Posts Tagged: depth of field

Live and Learn Photography

Green House

Green House (click image to view large)

As you may remember, about this time last year I embarked on a project to photograph all, every inch, of Albany’s commercial streetscapes. Granted, this only amounts to two streets that intersect and are each about a mile long. It is not a big place, but that still amounts to a few hundred shots to get every linear inch of it all. And I didn’t finish all of it until July.

For this, I really wanted to go for a sharpness that I don’t often worry that much about. I did it all on a tripod with the sharpest lens I have, a 35mm prime. And–well, I’m going to out myself here as a basic idiot, but I’ll proceed anyway–I also thought I would stop down to get deep depth of field and the best sharpness I could. So I shot the whole thing at f/16. So, short of going really far, like using mirror-up mode to reduce vibration, I thought I was going to get the sharpest results possible with my current gear. But somehow,… the results weren’t really that great. The shots didn’t look as I imagined they would.

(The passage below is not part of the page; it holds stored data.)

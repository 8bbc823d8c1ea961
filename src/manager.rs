//! Check-in Manager - the main public API for Rollcall.
//!
//! The `CheckInManager` wires one signature engine, one replay guard and one
//! clock into the generator, validator and recorder. Build one per process
//! (or per test) and share it; nothing here is a global.

use crate::cache::replay::ReplayGuard;
use crate::clock::{Clock, SystemClock};
use crate::config::RollcallConfig;
use crate::crypto::verify::SignatureEngine;
use crate::generator::{GeneratedToken, TokenGenerator};
use crate::protocol::models::{AttendanceRecord, EventRecord, Identity};
use crate::recorder::{AttendanceRecorder, CheckInOutcome, Stores};
use crate::scan::ScanDebouncer;
use crate::store::IdentityProvider;
use crate::validator::{EventSchedule, TokenValidator, ValidationResult};
use crate::RollcallError;
use std::sync::Arc;

/// Main entry point for issuing codes and recording attendance.
pub struct CheckInManager {
    config: RollcallConfig,
    clock: Arc<dyn Clock>,
    stores: Stores,
    identity: Arc<dyn IdentityProvider>,
    replay: Arc<ReplayGuard>,
    generator: TokenGenerator,
    validator: Arc<TokenValidator>,
    recorder: AttendanceRecorder,
}

impl CheckInManager {
    /// Create a manager on the system clock.
    ///
    /// # Errors
    /// Returns `ConfigError` if configuration validation fails.
    pub fn new(
        config: RollcallConfig,
        stores: Stores,
        identity: Arc<dyn IdentityProvider>,
    ) -> Result<Self, RollcallError> {
        Self::with_clock(config, stores, identity, Arc::new(SystemClock))
    }

    /// Create a manager on an injected clock.
    pub fn with_clock(
        config: RollcallConfig,
        stores: Stores,
        identity: Arc<dyn IdentityProvider>,
        clock: Arc<dyn Clock>,
    ) -> Result<Self, RollcallError> {
        config.validate()?;

        let engine = Arc::new(SignatureEngine::new(config.secret.clone()));
        let replay = Arc::new(ReplayGuard::new(config.replay_window, clock.clone()));
        let generator = TokenGenerator::new(&config, engine.clone(), clock.clone());
        let validator = Arc::new(TokenValidator::new(
            &config,
            engine,
            replay.clone(),
            clock.clone(),
        ));
        let recorder = AttendanceRecorder::new(
            validator.clone(),
            stores.clone(),
            clock.clone(),
            config.store_timeout,
        );

        Ok(Self {
            config,
            clock,
            stores,
            identity,
            replay,
            generator,
            validator,
            recorder,
        })
    }

    /// Issue a fresh code for an event row the caller already holds.
    pub fn generate(&self, event: &EventRecord) -> Result<GeneratedToken, RollcallError> {
        self.generator.generate_for_event(event)
    }

    /// Issue a fresh code for an event looked up by id.
    pub async fn generate_for(&self, event_id: &str) -> Result<GeneratedToken, RollcallError> {
        let event = tokio::time::timeout(
            self.config.store_timeout,
            self.stores.events.find_event(event_id),
        )
        .await
        .map_err(|_| RollcallError::Storage("store call timed out".to_string()))?
        .map_err(|e| RollcallError::Storage(e.to_string()))?
        .ok_or_else(|| RollcallError::EventNotFound {
            event_id: event_id.to_string(),
        })?;
        self.generate(&event)
    }

    /// Verify a scanned string without recording attendance.
    pub fn validate(&self, raw: &str, schedule: Option<EventSchedule>) -> ValidationResult {
        self.validator.validate(raw, schedule)
    }

    /// The signed-in user checks themself in.
    pub async fn check_in(&self, raw: &str) -> Result<CheckInOutcome, RollcallError> {
        let me = self.current_user().await?;
        self.recorder.record_scan(raw, &me.id, &me).await
    }

    /// The signed-in user checks in someone else by scanning for them.
    pub async fn staff_check_in(
        &self,
        raw: &str,
        attendee_id: &str,
    ) -> Result<CheckInOutcome, RollcallError> {
        let me = self.current_user().await?;
        self.recorder.record_scan(raw, attendee_id, &me).await
    }

    /// The signed-in admin records attendance by hand.
    pub async fn manual_check_in(
        &self,
        event_id: &str,
        attendee_id: &str,
    ) -> Result<CheckInOutcome, RollcallError> {
        let me = self.current_user().await?;
        self.recorder.record_manual(event_id, attendee_id, &me).await
    }

    /// Attendance recorded so far for an event.
    pub async fn attendance(&self, event_id: &str) -> Result<Vec<AttendanceRecord>, RollcallError> {
        self.recorder.attendance_for(event_id).await
    }

    /// A debouncer for one camera session.
    pub fn scan_debouncer(&self) -> ScanDebouncer {
        ScanDebouncer::new(self.config.scan_debounce, self.clock.clone())
    }

    /// Drop expired replay entries now rather than on the next scan.
    pub fn prune_replay_cache(&self) -> usize {
        self.replay.prune()
    }

    /// Get the current configuration.
    pub fn config(&self) -> &RollcallConfig {
        &self.config
    }

    async fn current_user(&self) -> Result<Identity, RollcallError> {
        self.identity
            .current_user()
            .await
            .map_err(|e| RollcallError::Storage(e.to_string()))?
            .ok_or(RollcallError::Unauthorized)
    }
}
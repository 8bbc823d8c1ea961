//! # Rollcall
//!
//! **Signed, time-bounded QR check-in for campus events.**
//!
//! Rollcall issues attendance tokens for an event, renders them as QR codes,
//! verifies scanned tokens, and records exactly one attendance row per
//! attendee per event.
//!
//! ## Features
//!
//! - **HMAC-SHA256 signatures**: tokens cannot be forged or edited without the secret
//! - **Bounded lifetime**: 24-hour age ceiling plus the event's check-in window
//! - **Replay guard**: the same token is refused for 5 minutes after it is accepted
//! - **Strict decoding**: malformed input is rejected before the secret is touched
//! - **One record per attendee**: existence check backed by a store-level unique constraint
//!
//! ## Quickstart
//!
//! ```no_run
//! use rollcall::{
//!     CheckInManager, Identity, MemoryStore, Role, RollcallConfig, StaticIdentity, Stores,
//! };
//! use std::sync::Arc;
//!
//! # async fn run() -> Result<(), rollcall::RollcallError> {
//! let config = RollcallConfig::from_env()?;
//! let store = Arc::new(MemoryStore::new());
//! let me = StaticIdentity(Some(Identity::new("student-42", Role::Attendee)));
//!
//! let manager = CheckInManager::new(config, Stores::shared(store), Arc::new(me))?;
//! let code = manager.generate_for("event-1").await?;
//! println!("{}", code.image.to_data_uri());
//!
//! let outcome = manager.check_in(&code.encoded).await?;
//! println!("Checked in to {}", outcome.event_title);
//! # Ok(())
//! # }
//! ```
//!
//! ## Threat Model
//!
//! Rollcall protects against:
//! - **Forged codes**: signature mismatch without the server secret
//! - **Shared screenshots**: replay guard plus the per-attendee uniqueness rule
//! - **Stale printouts**: age ceiling and the authoritative event window
//!
//! The replay guard is per process. Across several servers the durable
//! defense is the attendance store's uniqueness constraint.

#![warn(missing_docs)]

// Core modules
pub mod clock;
pub mod config;
pub mod errors;

// Crypto layer
pub mod crypto;

// Protocol layer
pub mod protocol;

// Cache layer
pub mod cache;

// Policy layer
pub mod policy;

// Store layer
pub mod store;

// Token lifecycle
pub mod generator;
pub mod render;
pub mod validator;

// Recording
pub mod recorder;
pub mod scan;

// Manager (main public API)
pub mod manager;

// Re-exports for public API
pub use cache::replay::ReplayGuard;
pub use clock::{Clock, SystemClock};
pub use config::{RollcallConfig, SecretKey};
pub use crypto::verify::SignatureEngine;
pub use errors::{ErrorKind, RollcallError};
pub use generator::{GeneratedToken, TokenGenerator};
pub use manager::CheckInManager;
pub use protocol::codec::{decode, encode};
pub use protocol::models::{
    AttendanceMethod, AttendanceRecord, AttendanceToken, EventRecord, Identity, Role,
    TokenMetadata,
};
pub use recorder::{AttendanceRecorder, CheckInOutcome, Stores};
pub use render::QrImage;
pub use scan::{run_scan_loop, ScanDebouncer};
pub use store::{
    AttendanceStore, EventStore, IdentityProvider, MembershipStore, MemoryStore, StaticIdentity,
    StoreError,
};
pub use validator::{EventSchedule, TokenValidator, ValidationDetails, ValidationResult};

#[cfg(any(test, feature = "test-seams"))]
pub use clock::MockClock;
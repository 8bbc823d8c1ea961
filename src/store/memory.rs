//! In-memory store backend.
//!
//! Enforces the attendance uniqueness constraint inside a single write lock,
//! the same guarantee a unique index gives a relational backend.

use crate::protocol::models::{AttendanceRecord, EventRecord, Identity};
use crate::store::{AttendanceStore, EventStore, IdentityProvider, MembershipStore, StoreError};
use async_trait::async_trait;
use std::collections::{HashMap, HashSet};
use std::sync::atomic::{AtomicBool, Ordering};
use tokio::sync::RwLock;

type AttendanceKey = (String, String);

/// Volatile store holding events, club admins and attendance.
#[derive(Debug, Default)]
pub struct MemoryStore {
    events: RwLock<HashMap<String, EventRecord>>,
    admins: RwLock<HashSet<(String, String)>>,
    attendance: RwLock<HashMap<AttendanceKey, AttendanceRecord>>,
    offline: AtomicBool,
}

impl MemoryStore {
    /// Create an empty store.
    pub fn new() -> Self {
        Self::default()
    }

    /// Add or replace an event.
    pub async fn put_event(&self, event: EventRecord) {
        self.events.write().await.insert(event.id.clone(), event);
    }

    /// Approve `user_id` as an admin of `club_id`.
    pub async fn add_club_admin(&self, user_id: &str, club_id: &str) {
        self.admins
            .write()
            .await
            .insert((user_id.to_string(), club_id.to_string()));
    }

    /// Make every call fail with a backend error until switched back.
    pub fn set_offline(&self, offline: bool) {
        self.offline.store(offline, Ordering::SeqCst);
    }

    /// Number of attendance records across all events.
    pub async fn attendance_count(&self) -> usize {
        self.attendance.read().await.len()
    }

    fn ensure_online(&self) -> Result<(), StoreError> {
        if self.offline.load(Ordering::SeqCst) {
            return Err(StoreError::Backend("store unavailable".to_string()));
        }
        Ok(())
    }
}

#[async_trait]
impl EventStore for MemoryStore {
    async fn find_event(&self, event_id: &str) -> Result<Option<EventRecord>, StoreError> {
        self.ensure_online()?;
        Ok(self.events.read().await.get(event_id).cloned())
    }
}

#[async_trait]
impl AttendanceStore for MemoryStore {
    async fn find_attendance(
        &self,
        event_id: &str,
        attendee_id: &str,
    ) -> Result<Option<AttendanceRecord>, StoreError> {
        self.ensure_online()?;
        let key = (event_id.to_string(), attendee_id.to_string());
        Ok(self.attendance.read().await.get(&key).cloned())
    }

    async fn insert_attendance(&self, record: &AttendanceRecord) -> Result<(), StoreError> {
        self.ensure_online()?;
        let key = (record.event_id.clone(), record.attendee_id.clone());
        let mut attendance = self.attendance.write().await;
        if attendance.contains_key(&key) {
            return Err(StoreError::Conflict);
        }
        attendance.insert(key, record.clone());
        Ok(())
    }

    async fn list_attendance(&self, event_id: &str) -> Result<Vec<AttendanceRecord>, StoreError> {
        self.ensure_online()?;
        let mut records: Vec<_> = self
            .attendance
            .read()
            .await
            .values()
            .filter(|r| r.event_id == event_id)
            .cloned()
            .collect();
        records.sort_by(|a, b| {
            a.timestamp
                .cmp(&b.timestamp)
                .then_with(|| a.attendee_id.cmp(&b.attendee_id))
        });
        Ok(records)
    }
}

#[async_trait]
impl MembershipStore for MemoryStore {
    async fn is_club_admin(&self, user_id: &str, club_id: &str) -> Result<bool, StoreError> {
        self.ensure_online()?;
        Ok(self
            .admins
            .read()
            .await
            .contains(&(user_id.to_string(), club_id.to_string())))
    }
}

/// Identity provider that always reports the same user.
#[derive(Debug, Clone, Default)]
pub struct StaticIdentity(pub Option<Identity>);

#[async_trait]
impl IdentityProvider for StaticIdentity {
    async fn current_user(&self) -> Result<Option<Identity>, StoreError> {
        Ok(self.0.clone())
    }
}
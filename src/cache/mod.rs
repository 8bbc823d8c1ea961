//! In-process caches.

pub mod replay;
//! Token age and check-in window enforcement.

use crate::clock::Clock;
use crate::RollcallError;
use chrono::{DateTime, Duration, Utc};

/// Inclusive time interval during which check-in is allowed.
#[derive(Debug, Clone, Copy, PartialEq, Eq)]
pub struct CheckInWindow {
    /// First instant at which check-in is accepted.
    pub valid_from: DateTime<Utc>,
    /// Last instant at which check-in is accepted.
    pub valid_until: DateTime<Utc>,
}

impl CheckInWindow {
    /// Widen an event's start/end by the grace periods.
    ///
    /// # Errors
    /// * `ConfigError` - The widened window falls outside the representable range
    pub fn around_event(
        start: DateTime<Utc>,
        end: DateTime<Utc>,
        grace_before: Duration,
        grace_after: Duration,
    ) -> Result<Self, RollcallError> {
        let valid_from = start.checked_sub_signed(grace_before).ok_or_else(|| {
            RollcallError::ConfigError(format!("grace before {} is out of range", start))
        })?;
        let valid_until = end.checked_add_signed(grace_after).ok_or_else(|| {
            RollcallError::ConfigError(format!("grace after {} is out of range", end))
        })?;
        Ok(Self {
            valid_from,
            valid_until,
        })
    }

    /// Whether `at` lies in the window; both ends inclusive.
    pub fn contains(&self, at: DateTime<Utc>) -> bool {
        self.valid_from <= at && at <= self.valid_until
    }
}

/// Check a token's absolute age against the ceiling.
///
/// # Errors
/// * `TokenTooOld` - Token is older than `max_age`
/// * `TokenFromFuture` - Token is dated more than `max_skew` ahead of the clock
pub fn check_token_age<C: Clock + ?Sized>(
    issued_at: DateTime<Utc>,
    max_age: Duration,
    max_skew: Duration,
    clock: &C,
) -> Result<(), RollcallError> {
    let age = clock.now_utc() - issued_at;

    if age > max_age {
        return Err(RollcallError::TokenTooOld {
            age_seconds: age.num_seconds(),
        });
    }

    if age < -max_skew {
        return Err(RollcallError::TokenFromFuture);
    }

    Ok(())
}

/// Check that the clock lies within every supplied window.
pub fn check_windows<C: Clock + ?Sized>(
    windows: &[CheckInWindow],
    clock: &C,
) -> Result<(), RollcallError> {
    let now = clock.now_utc();
    if windows.iter().all(|w| w.contains(now)) {
        Ok(())
    } else {
        Err(RollcallError::OutsideTimeWindow)
    }
}

#[cfg(test)]
mod tests {
    use super::*;
    use crate::clock::MockClock;
    use chrono::TimeZone;

    fn t(h: u32, m: u32, s: u32) -> DateTime<Utc> {
        Utc.with_ymd_and_hms(2025, 1, 15, h, m, s).unwrap()
    }

    #[test]
    fn test_age_within_ceiling() {
        let clock = MockClock::new(t(18, 0, 0));
        let result = check_token_age(
            t(12, 0, 0),
            Duration::hours(24),
            Duration::seconds(60),
            &clock,
        );
        assert!(result.is_ok());
    }

    #[test]
    fn test_age_exactly_at_ceiling() {
        let clock = MockClock::new(t(13, 0, 0));
        let result = check_token_age(
            t(12, 0, 0),
            Duration::hours(1),
            Duration::seconds(60),
            &clock,
        );
        assert!(result.is_ok());
    }

    #[test]
    fn test_age_just_over_ceiling() {
        let clock = MockClock::new(t(13, 0, 1));
        let result = check_token_age(
            t(12, 0, 0),
            Duration::hours(1),
            Duration::seconds(60),
            &clock,
        );
        assert_eq!(result, Err(RollcallError::TokenTooOld { age_seconds: 3601 }));
    }

    #[test]
    fn test_future_within_skew() {
        let clock = MockClock::new(t(11, 59, 15));
        let result = check_token_age(
            t(12, 0, 0),
            Duration::hours(1),
            Duration::seconds(60),
            &clock,
        );
        assert!(result.is_ok());
    }

    #[test]
    fn test_future_beyond_skew() {
        let clock = MockClock::new(t(11, 58, 0));
        let result = check_token_age(
            t(12, 0, 0),
            Duration::hours(1),
            Duration::seconds(60),
            &clock,
        );
        assert_eq!(result, Err(RollcallError::TokenFromFuture));
    }

    #[test]
    fn test_window_boundaries_inclusive() {
        let window = CheckInWindow {
            valid_from: t(10, 0, 0),
            valid_until: t(14, 0, 0),
        };
        assert!(window.contains(t(10, 0, 0)));
        assert!(window.contains(t(14, 0, 0)));
        assert!(!window.contains(t(10, 0, 0) - Duration::milliseconds(1)));
        assert!(!window.contains(t(14, 0, 0) + Duration::milliseconds(1)));
    }

    #[test]
    fn test_around_event_applies_grace() {
        let window = CheckInWindow::around_event(
            t(12, 0, 0),
            t(14, 0, 0),
            Duration::hours(1),
            Duration::minutes(30),
        )
        .unwrap();
        assert_eq!(window.valid_from, t(11, 0, 0));
        assert_eq!(window.valid_until, t(14, 30, 0));
    }

    #[test]
    fn test_around_event_overflow_is_an_error() {
        let before = CheckInWindow::around_event(
            t(12, 0, 0),
            t(14, 0, 0),
            Duration::MAX,
            Duration::hours(1),
        );
        assert!(matches!(before, Err(RollcallError::ConfigError(_))));

        let after = CheckInWindow::around_event(
            t(12, 0, 0),
            DateTime::<Utc>::MAX_UTC,
            Duration::hours(1),
            Duration::hours(1),
        );
        assert!(matches!(after, Err(RollcallError::ConfigError(_))));
    }

    #[test]
    fn test_check_windows_requires_all() {
        let clock = MockClock::new(t(12, 0, 0));
        let wide = CheckInWindow {
            valid_from: t(9, 0, 0),
            valid_until: t(15, 0, 0),
        };
        let narrow = CheckInWindow {
            valid_from: t(13, 0, 0),
            valid_until: t(15, 0, 0),
        };
        assert!(check_windows(&[wide], &clock).is_ok());
        assert_eq!(
            check_windows(&[wide, narrow], &clock),
            Err(RollcallError::OutsideTimeWindow)
        );
    }
}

Today I may have discovered why. I happened across a discussion of techniques for sharpness on a photographer community site, and it turns out that while depth of field increases at smaller apertures, after about f/8 or f/11, diffraction creeps up and results in a general out-of-focus softness. This is something landscape photographers deal with in trying to balance deep depth of field with maximum sharpness. Needless to say, I won’t be reshooting the project. But I will be remembering the lesson for a long time.